Положив пальцы на клавиши, он делает глубокий вдох, но не двигается с места. Сунув руку в карман, он достаёт повязку на глаза и лукаво смотрит на меня.

Наклонившись ближе, он шепчет:

— Не говори ни слова.

Моё сердце начинает биться быстрее, когда я падаю на колени, страх охватывает меня. Он закрывает мне глаза полоской ткани.

— Это может быть гораздо сильнее, когда ты не можешь отвлекаться на то, что видишь, — говорит он.

Он завязывает узел у меня на затылке, и я слышу, как он поднимается на ноги. Его шаги эхом раздаются за моей спиной, а затем его руки подхватывают меня под локти, помогая встать.

Его пальцы расстёгивают пуговицы на спине моего платья, и я ощущаю, как ткань скользит по моему телу и падает на пол. Я стою перед ним обнажённая, в одних туфлях на высоких каблуках, а мои руки безвольно свисают по бокам.

Я слегка вздрагиваю, когда он касается своими пальцами моих, но, к счастью, он этого не замечает. Заведя мои руки за спину, он туго обматывает шёлком мои запястья. Я хочу сказать ему, что в этом нет необходимости, но я научилась не сопротивляться. В глубине души я знаю, что он делает это не для того, чтобы контролировать меня, а потому, что мысль о моей беспомощности перед ним разжигает огонь в его крови.

— Моя сладкая певчая птичка, — нежно шепчет он мне на ухо. — Всё, чего ты достигла на этой сцене, — это моя заслуга. Я наделил тебя ангельским голосом, и теперь пришло время вознести хвалу твоему богу.

Его руки зарываются в мои волосы, наматывая их на пальцы, когда он откидывает мою голову назад и кладёт её себе на плечо.

— Твоё совершенство принадлежит мне. Ты принадлежишь мне, — его голос становится глубже, а дыхание щекочет мне ухо. — Скажи, что хочешь меня. Скажи, что я нужен тебе, и ты желаешь меня.

— Да, маэстро, я ваша. Делайте со мной, что хотите.

Он сильнее дёргает меня за волосы.

— Я не спрашиваю твоего разрешения. Я ищу твоей любви. Скажи, что любишь меня.

Слова застревают у меня в горле. Я уже много раз лгала ему, но почему сейчас это так трудно? То, что я произношу эти слова, не означает, что я в них верю. Это не делает их правдой.

— Скажи мне, черт возьми! — Его голос эхом разносится по комнате, отражаясь от стен и сверля меня взглядом.

— Я люблю вас.

— Скажи это так, как будто ты действительно это чувствуешь. Заставь меня поверить.

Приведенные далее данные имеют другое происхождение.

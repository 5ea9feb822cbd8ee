// src/policy/rules.rs

//! Fixed deny patterns and allowed command classes

use serde::Serialize;
use strum_macros::Display;

/// Destructive operations, matched against the lowercased command
///
/// Each entry is a regex and the reason reported on a match.
pub(crate) const DENY_RULES: &[(&str, &str)] = &[
    (
        r"(^|\s)rm\s+(\S+\s+)*(-[a-z]*r[a-z]*|--recursive)(\s|$)",
        "recursive deletion",
    ),
    (r"(^|\s)(mkfs(\.\w+)?|format|wipe)(\s|$)", "filesystem formatting"),
    (r"(^|\s)dd\s+if=", "raw block device copy"),
    (
        r"(^|\s)(reboot|shutdown|poweroff|halt)(\s|$)",
        "device power control",
    ),
    (r"(^|\s)svc\s+power(\s|$)", "device power control"),
    (r"setprop\s+sys\.powerctl", "device power control"),
    // Anything able to append a second command or redirect output
    (r";|&&|\|\||\||&|`|\$\(|\n|\r|>|<", "command chaining"),
];

/// Operation classes a command may belong to
#[derive(Debug, Clone, Copy, PartialEq, Eq, Serialize, Display)]
#[strum(serialize_all = "kebab-case")]
pub enum CommandClass {
    /// Enable, disable, uninstall or clear a package
    PackageState,
    ForceStop,
    AppOpsSet,
    AppOpsGet,
    /// Read-only package, property or service queries
    Query,
}

impl CommandClass {
    /// Whether commands of this class change device state
    pub fn is_mutating(&self) -> bool {
        matches!(
            self,
            CommandClass::PackageState | CommandClass::ForceStop | CommandClass::AppOpsSet
        )
    }
}

/// Allowed token prefixes, matched against the lowercased command
pub(crate) const ALLOW_PREFIXES: &[(&[&str], CommandClass)] = &[
    (&["pm", "disable-user"], CommandClass::PackageState),
    (&["pm", "disable"], CommandClass::PackageState),
    (&["pm", "enable"], CommandClass::PackageState),
    (&["pm", "uninstall"], CommandClass::PackageState),
    (&["pm", "clear"], CommandClass::PackageState),
    (&["am", "force-stop"], CommandClass::ForceStop),
    (&["appops", "set"], CommandClass::AppOpsSet),
    (&["appops", "get"], CommandClass::AppOpsGet),
    (&["pm", "list"], CommandClass::Query),
    (&["pm", "path"], CommandClass::Query),
    (&["dumpsys"], CommandClass::Query),
    (&["getprop"], CommandClass::Query),
    (&["id"], CommandClass::Query),
];

/// Classify a command by its leading tokens
///
/// Returns the class and the number of tokens the prefix consumed.
pub(crate) fn classify(tokens: &[&str]) -> Option<(CommandClass, usize)> {
    ALLOW_PREFIXES
        .iter()
        .find(|(prefix, _)| {
            tokens.len() >= prefix.len()
                && prefix
                    .iter()
                    .zip(tokens)
                    .all(|(expected, token)| expected.eq_ignore_ascii_case(token))
        })
        .map(|(prefix, class)| (*class, prefix.len()))
}

/// Whether a quote or escape is left open at the end of `command`
///
/// Follows shell quoting: a backslash escapes the next character outside
/// quotes and inside double quotes, and is literal inside single quotes.
pub(crate) fn has_open_quoting(command: &str) -> bool {
    let mut single = false;
    let mut double = false;
    let mut chars = command.chars();

    while let Some(c) = chars.next() {
        match c {
            '\\' if !single => {
                if chars.next().is_none() {
                    return true;
                }
            }
            '\'' if !double => single = !single,
            '"' if !single => double = !double,
            _ => {}
        }
    }
    single || double
}
// src/db/models/mod.rs

//! Data models for appwarden database records
//!
//! Each struct maps to one table and owns the SQL that reads and writes it.

mod action_log;
mod setting;
mod snapshot;

pub use action_log::{ActionLogEntry, MAX_LOG_ENTRIES};
pub use setting::Setting;
pub use snapshot::SnapshotRecord;
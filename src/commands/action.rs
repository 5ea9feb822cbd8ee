// src/commands/action.rs
//! Batch actions and rollback

use super::Session;
use anyhow::{Context, Result};
use appwarden::db::models::SnapshotRecord;
use appwarden::prompt::ModeLossPrompt;
use appwarden::{
    ActionKind, BatchExecutionResult, ExecutionMode, ModeLossChoice, ModeLossHandler,
    RecoveringRunner,
};

/// Apply `action` to `packages`
pub fn cmd_action(session: &Session, action: ActionKind, packages: &[String]) -> Result<()> {
    let result = run_with_recovery(session, action, packages.to_vec())?;
    finish(&result)
}

/// Replay the retained snapshot
pub fn cmd_rollback(session: &Session, dry_run: bool) -> Result<()> {
    if dry_run {
        return show_rollback_plan(session);
    }

    if !SnapshotRecord::exists(&session.conn)? {
        println!("No snapshot retained; nothing to roll back.");
        println!("\nSnapshots are captured before freeze, unfreeze and background changes.");
        return Err(appwarden::Error::SnapshotMissing.into());
    }

    let result = run_with_recovery(session, ActionKind::Rollback, Vec::new())?;
    if result.failure_count > 0 || result.skipped_count > 0 {
        println!("Snapshot kept; run `appwarden rollback` again to retry.");
    }
    finish(&result)
}

/// Prompts on mode loss and prints every attempt
struct CliRecovery {
    prompt: ModeLossPrompt,
}

impl ModeLossHandler for CliRecovery {
    fn report(&mut self, result: &BatchExecutionResult) {
        print_result(result);
    }

    fn choose(&mut self, lost: ExecutionMode, reason: &str) -> appwarden::Result<ModeLossChoice> {
        self.prompt.choose(lost, reason)
    }

    fn switch_to(&mut self, current: ExecutionMode) -> appwarden::Result<Option<ExecutionMode>> {
        self.prompt.switch_to(current)
    }
}

/// Run a batch, offering retry / switch / view-only when the mode is lost
fn run_with_recovery(
    session: &Session,
    action: ActionKind,
    targets: Vec<String>,
) -> Result<BatchExecutionResult> {
    let mode = session.resolve_mode()?;
    if !mode.is_privileged() {
        anyhow::bail!(
            "No privileged transport available (view-only). \
             Run `appwarden mode set root|remote` or start the helper."
        );
    }

    let runner = RecoveringRunner::new(
        &session.conn,
        &session.transports,
        &session.validator,
        session.config.user_id,
    );
    let mut handler = CliRecovery {
        prompt: ModeLossPrompt::detect(),
    };
    runner
        .run(mode, action, &targets, &mut handler)
        .with_context(|| format!("Failed to run {}", action))
}

fn print_result(result: &BatchExecutionResult) {
    println!();
    println!("{:<45} {:<8} DETAIL", "PACKAGE", "STATUS");
    println!("{}", "-".repeat(70));
    for outcome in &result.outcomes {
        println!(
            "{:<45} {:<8} {}",
            outcome.package,
            outcome.status,
            outcome.detail.as_deref().unwrap_or("")
        );
    }
    println!();
    println!(
        "{}: {} {}, {} failed, {} skipped",
        result.action,
        result.success_count,
        result.action.past_tense(),
        result.failure_count,
        result.skipped_count
    );
}

fn finish(result: &BatchExecutionResult) -> Result<()> {
    if result.is_full_success() {
        return Ok(());
    }
    if result.failure_count == 0 && result.success_count == 0 {
        anyhow::bail!("Nothing was applied; every target was rejected by policy");
    }
    if result.failure_count > 0 {
        anyhow::bail!(
            "{} of {} target(s) failed",
            result.failure_count,
            result.outcomes.len()
        );
    }
    Ok(())
}

fn show_rollback_plan(session: &Session) -> Result<()> {
    let Some(snapshot) = SnapshotRecord::load(&session.conn)? else {
        println!("No snapshot retained; nothing to roll back.");
        return Ok(());
    };

    println!("Snapshot {}", snapshot.id);
    println!("{}", "=".repeat(40));
    println!("Captured: {}", snapshot.created_at.format("%Y-%m-%d %H:%M:%S"));
    println!("Packages: {}", snapshot.states.len());

    for state in &snapshot.states {
        println!();
        println!(
            "  {} ({}, background {}, wake lock {})",
            state.package_name,
            if state.enabled { "enabled" } else { "disabled" },
            state.background_policy.as_arg(),
            state.wake_lock_policy.as_arg()
        );
        for request in state.restore_commands() {
            println!("    {}", request);
        }
    }

    println!();
    println!("[DRY RUN] Nothing was sent.");
    Ok(())
}
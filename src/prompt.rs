// src/prompt.rs

//! Mode-loss prompts
//!
//! When the active transport stops working the user picks retry, switch
//! mode, or view-only. Without a terminal nobody can answer, so the
//! non-interactive style always continues view-only.

use crate::batch::ModeLossHandler;
use crate::error::Result;
use crate::mode::{ExecutionMode, ModeLossChoice};
use std::io::{self, BufRead, IsTerminal, Write};

/// Style of prompt interaction
#[derive(Debug, Clone, Copy, PartialEq, Eq)]
pub enum PromptStyle {
    /// Interactive TTY
    Interactive,
    /// Non-TTY or scripting; never reads input
    Simple,
}

pub struct ModeLossPrompt {
    style: PromptStyle,
}

impl ModeLossPrompt {
    pub fn new(style: PromptStyle) -> Self {
        Self { style }
    }

    /// Detect the appropriate prompt style based on environment
    pub fn detect() -> Self {
        let style = if io::stdin().is_terminal() && io::stdout().is_terminal() {
            PromptStyle::Interactive
        } else {
            PromptStyle::Simple
        };
        Self { style }
    }

    pub fn style(&self) -> PromptStyle {
        self.style
    }

    /// Ask what to do after losing `mode`
    pub fn ask(&self, mode: ExecutionMode, reason: &str) -> Result<ModeLossChoice> {
        self.ask_with(mode, reason, &mut io::stdin().lock(), &mut io::stdout())
    }

    pub fn ask_with<R: BufRead, W: Write>(
        &self,
        mode: ExecutionMode,
        reason: &str,
        input: &mut R,
        out: &mut W,
    ) -> Result<ModeLossChoice> {
        writeln!(out)?;
        writeln!(out, "The {} stopped working: {}", mode.display_name(), reason)?;

        if self.style == PromptStyle::Simple {
            writeln!(out, "Continuing in view-only mode.")?;
            return Ok(ModeLossChoice::ViewOnly);
        }

        loop {
            writeln!(out, "  [r] Retry with the same mode")?;
            writeln!(out, "  [s] Switch to another mode")?;
            writeln!(out, "  [v] Continue view-only")?;
            write!(out, "Choice [r/s/v]: ")?;
            out.flush()?;

            let mut line = String::new();
            if input.read_line(&mut line)? == 0 {
                return Ok(ModeLossChoice::ViewOnly);
            }

            match line.trim().to_lowercase().as_str() {
                "r" | "retry" => return Ok(ModeLossChoice::Retry),
                "s" | "switch" => return Ok(ModeLossChoice::SwitchMode),
                "v" | "view" | "" => return Ok(ModeLossChoice::ViewOnly),
                _ => writeln!(out, "Unknown option. Please try again.")?,
            }
        }
    }

    /// Ask which mode to switch to, excluding `current`
    ///
    /// `None` means the user backed out.
    pub fn choose_mode(&self, current: ExecutionMode) -> Result<Option<ExecutionMode>> {
        self.choose_mode_with(current, &mut io::stdin().lock(), &mut io::stdout())
    }

    pub fn choose_mode_with<R: BufRead, W: Write>(
        &self,
        current: ExecutionMode,
        input: &mut R,
        out: &mut W,
    ) -> Result<Option<ExecutionMode>> {
        let candidates: Vec<ExecutionMode> = ExecutionMode::PRIORITY_ORDER
            .into_iter()
            .filter(|m| *m != current)
            .collect();

        if self.style == PromptStyle::Simple || candidates.is_empty() {
            return Ok(None);
        }

        for (i, mode) in candidates.iter().enumerate() {
            writeln!(out, "  [{}] {}", i + 1, mode.display_name())?;
        }
        write!(out, "Switch to [1-{}, empty to cancel]: ", candidates.len())?;
        out.flush()?;

        let mut line = String::new();
        input.read_line(&mut line)?;
        let choice = line
            .trim()
            .parse::<usize>()
            .ok()
            .and_then(|n| n.checked_sub(1))
            .and_then(|i| candidates.get(i).copied());
        Ok(choice)
    }
}

impl ModeLossHandler for ModeLossPrompt {
    fn choose(&mut self, lost: ExecutionMode, reason: &str) -> Result<ModeLossChoice> {
        self.ask(lost, reason)
    }

    fn switch_to(&mut self, current: ExecutionMode) -> Result<Option<ExecutionMode>> {
        self.choose_mode(current)
    }
}

#[cfg(test)]
mod tests {
    use super::*;
    use std::io::Cursor;

    fn ask(style: PromptStyle, input: &str) -> ModeLossChoice {
        let mut out = Vec::new();
        ModeLossPrompt::new(style)
            .ask_with(ExecutionMode::Root, "su exited", &mut Cursor::new(input), &mut out)
            .unwrap()
    }

    #[test]
    fn test_interactive_choices() {
        assert_eq!(ask(PromptStyle::Interactive, "r\n"), ModeLossChoice::Retry);
        assert_eq!(ask(PromptStyle::Interactive, "switch\n"), ModeLossChoice::SwitchMode);
        assert_eq!(ask(PromptStyle::Interactive, "x\nv\n"), ModeLossChoice::ViewOnly);
        // End of input
        assert_eq!(ask(PromptStyle::Interactive, ""), ModeLossChoice::ViewOnly);
    }

    #[test]
    fn test_simple_style_never_reads() {
        assert_eq!(ask(PromptStyle::Simple, "r\n"), ModeLossChoice::ViewOnly);
    }

    #[test]
    fn test_choose_mode_excludes_current() {
        let prompt = ModeLossPrompt::new(PromptStyle::Interactive);
        let mut out = Vec::new();
        let chosen = prompt
            .choose_mode_with(ExecutionMode::Root, &mut Cursor::new("1\n"), &mut out)
            .unwrap();
        assert_eq!(chosen, Some(ExecutionMode::RemoteService));

        let cancelled = prompt
            .choose_mode_with(ExecutionMode::Root, &mut Cursor::new("\n"), &mut out)
            .unwrap();
        assert_eq!(cancelled, None);
    }
}
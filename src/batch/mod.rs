// src/batch/mod.rs

//! Batch orchestration
//!
//! One logical action is applied to a list of packages, best-effort:
//!
//! 1. Confirm the transport is usable; if not, every target fails and the
//!    mode loss is reported.
//! 2. Generate each target's commands and validate all of them. A target
//!    with any rejected command is SKIPPED; the others proceed.
//! 3. For reversible actions, capture the live state of every remaining
//!    target and save it as the retained snapshot before anything is sent.
//! 4. Send each target's commands. A target is FAILED if any of its
//!    commands failed, SUCCESS otherwise. Nothing stops early.
//! 5. Append exactly one action log entry.
//!
//! Rollback replays the retained snapshot with the same per-target,
//! best-effort semantics.

mod action;
pub mod recovery;

pub use action::ActionKind;
pub use recovery::{ModeLossHandler, RecoveringRunner};

use crate::command::CommandRequest;
use crate::db::models::{ActionLogEntry, SnapshotRecord};
use crate::error::{Error, Result};
use crate::gate::CommandGate;
use crate::snapshot::{AppState, StateSnapshot};
use rusqlite::Connection;
use serde::Serialize;
use strum_macros::Display;
use tracing::{debug, info, warn};

/// Outcome class of one target
#[derive(Debug, Clone, Copy, PartialEq, Eq, Serialize, Display)]
#[strum(serialize_all = "UPPERCASE")]
pub enum TargetStatus {
    /// Every command succeeded
    Success,
    /// Approved by policy but execution failed
    Failed,
    /// Rejected by policy; nothing was sent
    Skipped,
}

#[derive(Debug, Clone, PartialEq, Eq, Serialize)]
pub struct TargetOutcome {
    pub package: String,
    pub status: TargetStatus,
    pub detail: Option<String>,
}

impl TargetOutcome {
    fn success(package: &str) -> Self {
        Self {
            package: package.to_string(),
            status: TargetStatus::Success,
            detail: None,
        }
    }

    fn failed(package: &str, detail: impl Into<String>) -> Self {
        Self {
            package: package.to_string(),
            status: TargetStatus::Failed,
            detail: Some(detail.into()),
        }
    }

    fn skipped(package: &str, detail: impl Into<String>) -> Self {
        Self {
            package: package.to_string(),
            status: TargetStatus::Skipped,
            detail: Some(detail.into()),
        }
    }
}

/// Aggregate result of one batch
#[derive(Debug, Clone, Serialize)]
pub struct BatchExecutionResult {
    pub action: ActionKind,
    pub outcomes: Vec<TargetOutcome>,
    pub success_count: usize,
    pub failure_count: usize,
    pub skipped_count: usize,
    /// Set when the active mode stopped working during the batch
    pub mode_loss: Option<String>,
    /// Snapshot this batch saved or extended
    pub snapshot_id: Option<String>,
}

impl BatchExecutionResult {
    pub fn new(action: ActionKind, outcomes: Vec<TargetOutcome>, mode_loss: Option<String>) -> Self {
        let count = |status| outcomes.iter().filter(|o| o.status == status).count();
        let success_count = count(TargetStatus::Success);
        let failure_count = count(TargetStatus::Failed);
        let skipped_count = count(TargetStatus::Skipped);

        Self {
            action,
            outcomes,
            success_count,
            failure_count,
            skipped_count,
            mode_loss,
            snapshot_id: None,
        }
    }

    /// No failures and at least one success
    ///
    /// A batch made only of skips is not a full success.
    pub fn is_full_success(&self) -> bool {
        self.failure_count == 0 && self.success_count > 0
    }

    pub fn outcome(&self, package: &str) -> Option<&TargetOutcome> {
        self.outcomes.iter().find(|o| o.package == package)
    }

    pub fn targets(&self) -> Vec<String> {
        self.outcomes.iter().map(|o| o.package.clone()).collect()
    }

    pub fn failed_targets(&self) -> Vec<String> {
        self.outcomes
            .iter()
            .filter(|o| o.status == TargetStatus::Failed)
            .map(|o| o.package.clone())
            .collect()
    }

    /// Error text for the log entry, present only when something failed
    fn error_summary(&self) -> Option<String> {
        if self.failure_count == 0 {
            return None;
        }

        let failed: Vec<&str> = self
            .outcomes
            .iter()
            .filter(|o| o.status == TargetStatus::Failed)
            .map(|o| o.package.as_str())
            .collect();
        let mut summary = format!(
            "{} of {} targets failed: {}",
            self.failure_count,
            self.outcomes.len(),
            failed.join(", ")
        );
        if let Some(loss) = &self.mode_loss {
            summary.push_str(&format!(" (mode lost: {})", loss));
        }
        Some(summary)
    }
}

/// A target after planning
enum Slot {
    Done(TargetOutcome),
    Pending {
        package: String,
        commands: Vec<CommandRequest>,
    },
}

/// Runs batches and rollbacks against one gate, sequentially
pub struct BatchOrchestrator<'a> {
    conn: &'a Connection,
    gate: CommandGate<'a>,
    user_id: u32,
}

impl<'a> BatchOrchestrator<'a> {
    pub fn new(conn: &'a Connection, gate: CommandGate<'a>, user_id: u32) -> Self {
        Self {
            conn,
            gate,
            user_id,
        }
    }

    /// Apply `action` to every target
    ///
    /// Per-target problems land in the result. An `Err` means the durable
    /// records could not be written.
    pub fn run(&self, action: ActionKind, targets: &[String]) -> Result<BatchExecutionResult> {
        self.execute(action, targets, None)
    }

    /// Re-run some targets of an earlier batch of the same action
    ///
    /// States captured now join the snapshot `previous` saved instead of
    /// replacing it, so targets that already succeeded keep their rollback
    /// point. A state the earlier attempt recorded is kept over a new one.
    pub fn resume(
        &self,
        action: ActionKind,
        targets: &[String],
        previous: &BatchExecutionResult,
    ) -> Result<BatchExecutionResult> {
        self.execute(action, targets, previous.snapshot_id.as_deref())
    }

    fn execute(
        &self,
        action: ActionKind,
        targets: &[String],
        continues: Option<&str>,
    ) -> Result<BatchExecutionResult> {
        if action == ActionKind::Rollback {
            return self.rollback();
        }

        let targets = dedup(targets);
        info!("Running {} on {} target(s)", action, targets.len());

        if let Err(e) = self.gate.ensure_ready() {
            let mut result = self.abort(action, &targets, e)?;
            result.snapshot_id = continues.map(str::to_string);
            return Ok(result);
        }

        let mut slots = self.plan(action, &targets);
        let mut mode_loss = None;
        let mut snapshot_id = None;

        if action.is_reversible() {
            snapshot_id = self.capture(&mut slots, &mut mode_loss, continues)?;
        }

        let outcomes = slots
            .into_iter()
            .map(|slot| match slot {
                Slot::Done(outcome) => outcome,
                Slot::Pending { package, commands } => {
                    self.apply(&package, &commands, &mut mode_loss)
                }
            })
            .collect();

        let mut result = BatchExecutionResult::new(action, outcomes, mode_loss);
        result.snapshot_id = snapshot_id;
        self.record(&result)?;
        Ok(result)
    }

    /// Replay the retained snapshot
    ///
    /// Fails with `SnapshotMissing` when there is nothing to replay. The
    /// snapshot is kept unless every target was restored.
    pub fn rollback(&self) -> Result<BatchExecutionResult> {
        let snapshot = SnapshotRecord::load(self.conn)?.ok_or(Error::SnapshotMissing)?;
        let targets = snapshot.packages();
        info!(
            "Rolling back snapshot {} ({} package(s))",
            snapshot.id,
            targets.len()
        );

        if let Err(e) = self.gate.ensure_ready() {
            return self.abort(ActionKind::Rollback, &targets, e);
        }

        let mut mode_loss = None;
        let outcomes = snapshot
            .states
            .iter()
            .map(|state| {
                self.apply(&state.package_name, &state.restore_commands(), &mut mode_loss)
            })
            .collect();

        let result = BatchExecutionResult::new(ActionKind::Rollback, outcomes, mode_loss);
        if result.failure_count == 0 && result.skipped_count == 0 {
            SnapshotRecord::delete(self.conn)?;
            debug!("Snapshot {} consumed", snapshot.id);
        } else {
            warn!("Rollback incomplete; keeping snapshot {}", snapshot.id);
        }

        self.record(&result)?;
        Ok(result)
    }

    /// Every target fails because the transport is not usable
    fn abort(&self, action: ActionKind, targets: &[String], error: Error) -> Result<BatchExecutionResult> {
        warn!("{} not started: {}", action, error);
        let detail = error.to_string();
        let outcomes = targets
            .iter()
            .map(|t| TargetOutcome::failed(t, detail.clone()))
            .collect();

        let result = BatchExecutionResult::new(
            action,
            outcomes,
            error.is_mode_loss().then(|| detail.clone()),
        );
        self.record(&result)?;
        Ok(result)
    }

    /// Generate and validate every command before anything is sent
    fn plan(&self, action: ActionKind, targets: &[String]) -> Vec<Slot> {
        targets
            .iter()
            .map(|package| {
                let commands = action.commands(package, self.user_id);
                let rejection = commands
                    .iter()
                    .find_map(|c| self.gate.validator().check(c).err());

                match rejection {
                    Some(e) => Slot::Done(TargetOutcome::skipped(package, e.to_string())),
                    None => Slot::Pending {
                        package: package.clone(),
                        commands,
                    },
                }
            })
            .collect()
    }

    /// Snapshot the approved targets; a target that cannot be read is not touched
    ///
    /// With `continues`, states are merged into that snapshot if it is still
    /// the retained one. Returns the id of the snapshot now covering the batch.
    fn capture(
        &self,
        slots: &mut [Slot],
        mode_loss: &mut Option<String>,
        continues: Option<&str>,
    ) -> Result<Option<String>> {
        let mut states: Vec<AppState> = Vec::new();

        for slot in slots.iter_mut() {
            let Slot::Pending { package, .. } = slot else {
                continue;
            };

            match AppState::capture(&self.gate, package) {
                Ok(state) => states.push(state),
                Err(e) => {
                    warn!("Cannot capture state of {}: {}", package, e);
                    note_mode_loss(&e, mode_loss);
                    *slot = Slot::Done(TargetOutcome::failed(
                        package,
                        format!("state capture failed: {}", e),
                    ));
                }
            }
        }

        if states.is_empty() {
            return Ok(continues.map(str::to_string));
        }

        let retained = match continues {
            Some(id) => SnapshotRecord::load(self.conn)?.filter(|s| s.id == id),
            None => None,
        };

        let snapshot = match retained {
            Some(mut snapshot) => {
                for state in states {
                    if !snapshot.states.iter().any(|s| s.package_name == state.package_name) {
                        snapshot.states.push(state);
                    }
                }
                snapshot
            }
            None => StateSnapshot::new(states),
        };

        SnapshotRecord::save(self.conn, &snapshot)?;
        info!(
            "Saved snapshot {} of {} package(s)",
            snapshot.id,
            snapshot.states.len()
        );
        Ok(Some(snapshot.id))
    }

    /// Send every command of one target and classify the target
    fn apply(&self, package: &str, commands: &[CommandRequest], mode_loss: &mut Option<String>) -> TargetOutcome {
        let mut errors: Vec<Error> = Vec::new();
        for request in commands {
            if let Err(e) = self.gate.execute(request) {
                warn!("{} failed for {}: {}", request, package, e);
                note_mode_loss(&e, mode_loss);
                errors.push(e);
            }
        }

        match errors.as_slice() {
            [] => TargetOutcome::success(package),
            [first, ..] if errors.iter().all(Error::is_policy_rejection) => {
                TargetOutcome::skipped(package, first.to_string())
            }
            _ => {
                let detail = errors.iter().map(|e| e.to_string()).collect::<Vec<_>>();
                TargetOutcome::failed(package, detail.join("; "))
            }
        }
    }

    fn record(&self, result: &BatchExecutionResult) -> Result<()> {
        let mut entry = ActionLogEntry::new(result.action, result.targets(), result.is_full_success());
        if let Some(error) = result.error_summary() {
            entry = entry.with_error(error);
        }
        entry.append(self.conn)?;

        info!(
            "{}: {} succeeded, {} failed, {} skipped",
            result.action, result.success_count, result.failure_count, result.skipped_count
        );
        Ok(())
    }
}

fn note_mode_loss(error: &Error, mode_loss: &mut Option<String>) {
    if error.is_mode_loss() && mode_loss.is_none() {
        *mode_loss = Some(error.to_string());
    }
}

/// Drop repeated targets, keeping first occurrence order
fn dedup(targets: &[String]) -> Vec<String> {
    let mut seen = std::collections::HashSet::new();
    targets
        .iter()
        .filter(|t| seen.insert(t.as_str()))
        .cloned()
        .collect()
}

— Я люблю вас, — повторяю я с большей уверенностью.

— Ещё раз!

— Я люблю вас, маэстро.

— Называй меня по имени.

— Я люблю тебя, Себастьян. — Эти слова словно разрывают мне горло, причиняя больше боли, чем часы пения.

Он отпускает мои волосы и, обхватив руками за талию, притягивает меня ближе. Его нежные поцелуи на моей шее словно крылья бабочки, парящие в воздухе. Это почти приятно. Я почти чувствую себя в безопасности. Но затем он уходит, и тепло его тела исчезает за моей спиной.

По воздуху разносится единственная нота пианино, и он начинает играть. Мелодия кажется знакомой. Она напоминает мне одну из тех шкатулок для драгоценностей с балериной, которая начинает танцевать, когда поднимаешь крышку.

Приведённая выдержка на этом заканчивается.